Economic Development
Creating Security and Opportunity for New Zealanders

A regular newsletter from the Office of the Deputy Prime Minister, Jim Anderton, Minister for Economic, Regional and Industry Development, summarising Government economic development activities.

27 March 2001 / Issue No 2

This issue of Economic Development:
1. Jim Anderton, comments on acknowledging the work of our local economic development experts
2. Key industries that can change our economy to be targeted.
3. Regional Partnerships announced - $586,000 to go to 5 regions
4. Mike Andrews appointed new Industry NZ Chairman
5. The 30th regional visit
6. Wood Industry Steering group update
7. Tairawhiti transport network report due in April
8. Economic Development Association New Zealand Biannual Conference
9. Enterprise Awards
10. Metal Skills
11. Economic Development contact details

1 Jim Anderton, Deputy Prime Minister, comment
Acknowledging the work of our local economic development experts
When I became Economic Development Minister, the government finally became a partner in economic development.

It was clear to me from talking to New Zealanders and my tours through the regions that central Government had been missing for twenty-five years. However the problem has been that economic and regional development often requires a co-ordinated approach and central government involvement.

For years this important work had been carried out by dedicated and largely unrecognised workers in regional New Zealand.

The work of the Ministry of Economic Development and now Industry New Zealand is building on the years of contribution to our economy by these local employment and enterprise people and their agencies. It has been these local economic development agencies that have been the main proponents of economic development in New Zealand.

My philosophy, and that of the Ministry's, is to bring central government to stand alongside their efforts and to help them wherever we can.
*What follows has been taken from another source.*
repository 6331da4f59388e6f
pub mod auth;
pub mod handlers;
pub mod middleware;
pub mod routes;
I was pleased to speak with many economic development workers recently at the recent EDANZ (Economic Development Agency of New Zealand) Conference in Rotorua.

Partnerships are the way in which we can work together. This allows regions and communities to decide on where they want to go, working with central government to help them to get there.

Jim Anderton MP
Minister for Economic, Industry and Regional Development

Summary of a month of economic development:
2 What are the transforming industries?
The Government is actively identifying job-rich, high-skill, high-value export industries with the potential for rapid growth. Already this Government has established and advanced an industry steering group for the wood processing industry.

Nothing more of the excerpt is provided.